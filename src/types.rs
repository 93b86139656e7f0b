use std::time::Duration;

use base64::Engine;
use base64::engine::general_purpose::STANDARD;
use serde::{Deserialize, Deserializer, Serialize, Serializer};

/// Number of trailing history entries shown to the intent classifier.
pub const HISTORY_WINDOW: usize = 5;
/// Per-attempt timeout for each click locator strategy.
pub const CLICK_TIMEOUT: Duration = Duration::from_millis(3000);
/// Pause performed by the `wait` action.
pub const WAIT_ACTION_DELAY: Duration = Duration::from_secs(2);
pub const OUTLINE_MAX_CHARS: usize = 4000;
pub const DEFAULT_MAX_STEPS: usize = 25;

/// Who authored a conversation entry.
#[derive(Debug, Clone, Copy, PartialEq, Eq, Serialize, Deserialize)]
#[serde(rename_all = "lowercase")]
pub enum Role {
    User,
    Assistant,
}

/// A message in the per-connection conversation history.
#[derive(Debug, Clone, PartialEq, Serialize, Deserialize)]
pub struct ChatMessage {
    pub role: Role,
    pub content: String,
}

impl ChatMessage {
    pub fn user(content: impl Into<String>) -> Self {
        Self {
            role: Role::User,
            content: content.into(),
        }
    }

    pub fn assistant(content: impl Into<String>) -> Self {
        Self {
            role: Role::Assistant,
            content: content.into(),
        }
    }
}

/// Free-form facts gathered about the task in progress.
pub type TaskState = serde_json::Map<String, serde_json::Value>;

/// Raw image bytes, carried as a base64 string on the wire.
#[derive(Debug, Clone, Default, PartialEq, Eq)]
pub struct Screenshot(pub Vec<u8>);

impl Screenshot {
    pub fn is_empty(&self) -> bool {
        self.0.is_empty()
    }

    pub fn as_bytes(&self) -> &[u8] {
        &self.0
    }

    pub fn to_base64(&self) -> String {
        STANDARD.encode(&self.0)
    }
}

impl From<Vec<u8>> for Screenshot {
    fn from(bytes: Vec<u8>) -> Self {
        Self(bytes)
    }
}

impl Serialize for Screenshot {
    fn serialize<S: Serializer>(&self, serializer: S) -> Result<S::Ok, S::Error> {
        serializer.serialize_str(&self.to_base64())
    }
}

impl<'de> Deserialize<'de> for Screenshot {
    fn deserialize<D: Deserializer<'de>>(deserializer: D) -> Result<Self, D::Error> {
        let encoded = String::deserialize(deserializer)?;
        STANDARD
            .decode(encoded.as_bytes())
            .map(Self)
            .map_err(serde::de::Error::custom)
    }
}

/// Treats an explicit JSON `null` the same as a missing field.
fn null_as_default<'de, D, T>(deserializer: D) -> Result<T, D::Error>
where
    D: Deserializer<'de>,
    T: Default + Deserialize<'de>,
{
    Ok(Option::<T>::deserialize(deserializer)?.unwrap_or_default())
}

/// The browser operation a decision asks for.
///
/// Unrecognised actions decode as `Wait`, so the rest of the reply still
/// counts.
#[derive(Debug, Clone, Copy, Default, PartialEq, Eq, Serialize, Deserialize)]
#[serde(rename_all = "lowercase", from = "String")]
pub enum ActionKind {
    Click,
    Type,
    Navigate,
    #[default]
    Wait,
    Complete,
    Error,
}

impl From<String> for ActionKind {
    fn from(raw: String) -> Self {
        match raw.trim().to_ascii_lowercase().as_str() {
            "click" => ActionKind::Click,
            "type" => ActionKind::Type,
            "navigate" => ActionKind::Navigate,
            "complete" => ActionKind::Complete,
            "error" => ActionKind::Error,
            _ => ActionKind::Wait,
        }
    }
}

#[derive(Debug, Clone, Copy, Default, PartialEq, Eq, Serialize, Deserialize)]
#[serde(rename_all = "lowercase", from = "String")]
pub enum DecisionStatus {
    #[default]
    Continue,
    Complete,
    Error,
}

impl From<String> for DecisionStatus {
    fn from(raw: String) -> Self {
        match raw.trim().to_ascii_lowercase().as_str() {
            "complete" => DecisionStatus::Complete,
            "error" => DecisionStatus::Error,
            _ => DecisionStatus::Continue,
        }
    }
}

/// The model's proposal for the next step, produced fresh every cycle.
#[derive(Debug, Clone, Default, PartialEq, Serialize, Deserialize)]
#[serde(from = "RawDecision")]
pub struct Decision {
    pub action: ActionKind,
    /// Element locator: a CSS selector or the element's visible text.
    #[serde(skip_serializing_if = "Option::is_none")]
    pub target: Option<String>,
    #[serde(skip_serializing_if = "Option::is_none")]
    pub value: Option<String>,
    pub description: String,
    pub status: DecisionStatus,
    pub missing_info: Vec<String>,
}

/// Wire form of [`Decision`]; older replies use `element_selector` and
/// `needs_info`, sometimes next to the current names.
#[derive(Deserialize)]
struct RawDecision {
    #[serde(default, deserialize_with = "null_as_default")]
    action: ActionKind,
    #[serde(default)]
    target: Option<String>,
    #[serde(default)]
    element_selector: Option<String>,
    #[serde(default)]
    value: Option<String>,
    #[serde(default, deserialize_with = "null_as_default")]
    description: String,
    #[serde(default, deserialize_with = "null_as_default")]
    status: DecisionStatus,
    #[serde(default, deserialize_with = "null_as_default")]
    missing_info: Vec<String>,
    #[serde(default, deserialize_with = "null_as_default")]
    needs_info: Vec<String>,
}

impl From<RawDecision> for Decision {
    fn from(raw: RawDecision) -> Self {
        let missing_info = if raw.missing_info.is_empty() {
            raw.needs_info
        } else {
            raw.missing_info
        };
        Self {
            action: raw.action,
            target: raw.target.or(raw.element_selector),
            value: raw.value,
            description: raw.description,
            status: raw.status,
            missing_info,
        }
    }
}

impl Decision {
    /// Used whenever the model's reply cannot be decoded.
    pub fn fallback() -> Self {
        Self {
            action: ActionKind::Wait,
            description: "Analyzing page...".to_string(),
            status: DecisionStatus::Continue,
            ..Default::default()
        }
    }

    pub fn error(description: impl Into<String>) -> Self {
        Self {
            action: ActionKind::Error,
            description: description.into(),
            status: DecisionStatus::Error,
            ..Default::default()
        }
    }
}

/// Coarse task category reported by the intent classifier.
#[derive(Debug, Clone, Copy, Default, PartialEq, Eq, Serialize, Deserialize)]
#[serde(rename_all = "lowercase", from = "String")]
pub enum Intent {
    Email,
    Search,
    Navigate,
    Form,
    #[default]
    Other,
}

impl From<String> for Intent {
    fn from(raw: String) -> Self {
        match raw.trim().to_ascii_lowercase().as_str() {
            "email" => Intent::Email,
            "search" => Intent::Search,
            "navigate" => Intent::Navigate,
            "form" => Intent::Form,
            _ => Intent::Other,
        }
    }
}

impl Intent {
    pub fn as_str(&self) -> &'static str {
        match self {
            Intent::Email => "email",
            Intent::Search => "search",
            Intent::Navigate => "navigate",
            Intent::Form => "form",
            Intent::Other => "other",
        }
    }
}

#[derive(Debug, Clone, Default, PartialEq, Serialize, Deserialize)]
pub struct IntentDecision {
    #[serde(default, deserialize_with = "null_as_default")]
    pub intent: Intent,
    #[serde(default, deserialize_with = "null_as_default")]
    pub task_description: String,
    #[serde(default, deserialize_with = "null_as_default")]
    pub missing_info: Vec<String>,
    #[serde(default, deserialize_with = "null_as_default")]
    pub ready_to_start: bool,
    #[serde(default, deserialize_with = "null_as_default")]
    pub suggested_response: String,
}

impl IntentDecision {
    pub const CLARIFYING_PROMPT: &'static str = "I understand you want me to help with browser automation. Could you provide more specific details?";

    /// Safe default used when the classification reply is unreadable.
    pub fn fallback(message: &str) -> Self {
        Self {
            intent: Intent::Other,
            task_description: message.to_string(),
            missing_info: Vec::new(),
            ready_to_start: false,
            suggested_response: Self::CLARIFYING_PROMPT.to_string(),
        }
    }

    pub fn can_start(&self) -> bool {
        self.ready_to_start && self.missing_info.is_empty()
    }
}

/// Result of executing one decision against the page.
#[derive(Debug, Clone, Default, PartialEq, Serialize, Deserialize)]
pub struct ActionOutcome {
    pub success: bool,
    pub description: String,
    pub screenshot: Screenshot,
    pub url: String,
    pub title: String,
}

/// A decision together with the page state it was made from.
#[derive(Debug, Clone, Default, PartialEq, Serialize, Deserialize)]
pub struct PageAnalysis {
    pub analysis: Decision,
    pub screenshot: Screenshot,
    pub url: String,
    pub title: String,
}

#[derive(Debug, Clone, Copy, PartialEq, Eq, Serialize, Deserialize)]
#[serde(rename_all = "snake_case")]
pub enum ResponseStatus {
    InProgress,
    WaitingForInfo,
    Error,
}

#[derive(Debug, Clone, PartialEq, Serialize, Deserialize)]
pub struct ResponsePayload {
    pub response: String,
    #[serde(default, skip_serializing_if = "Option::is_none")]
    pub screenshot: Option<Screenshot>,
    #[serde(default, skip_serializing_if = "Option::is_none")]
    pub url: Option<String>,
    #[serde(default, skip_serializing_if = "Option::is_none")]
    pub title: Option<String>,
    pub status: ResponseStatus,
    #[serde(default, skip_serializing_if = "Option::is_none")]
    pub missing_info: Option<Vec<String>>,
}

impl ResponsePayload {
    pub fn text(response: impl Into<String>, status: ResponseStatus) -> Self {
        Self {
            response: response.into(),
            screenshot: None,
            url: None,
            title: None,
            status,
            missing_info: None,
        }
    }
}

/// Events streamed to the client over the WebSocket.
#[derive(Debug, Clone, PartialEq, Serialize, Deserialize)]
#[serde(tag = "type", content = "data", rename_all = "snake_case")]
pub enum ServerEvent {
    Response(ResponsePayload),
    Analysis(PageAnalysis),
    ActionResult(ActionOutcome),
    Error { message: String },
}

/// Frame sent by the client.
#[derive(Debug, Clone, Deserialize)]
pub struct InboundMessage {
    #[serde(default)]
    pub message: String,
}

/// Page readiness conditions a driver can wait for.
#[derive(Debug, Clone, Copy, PartialEq, Eq)]
pub enum LoadState {
    DomContentLoaded,
    NetworkIdle,
}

=-=-=-=-=

** What you will do **
Every line that contains the string "browser" should be copied from the entries.

** Exercise solution **
/// The browser operation a decision asks for.
    pub const CLARIFYING_PROMPT: &'static str = "I understand you want me to help with browser automation. Could you provide more specific details?";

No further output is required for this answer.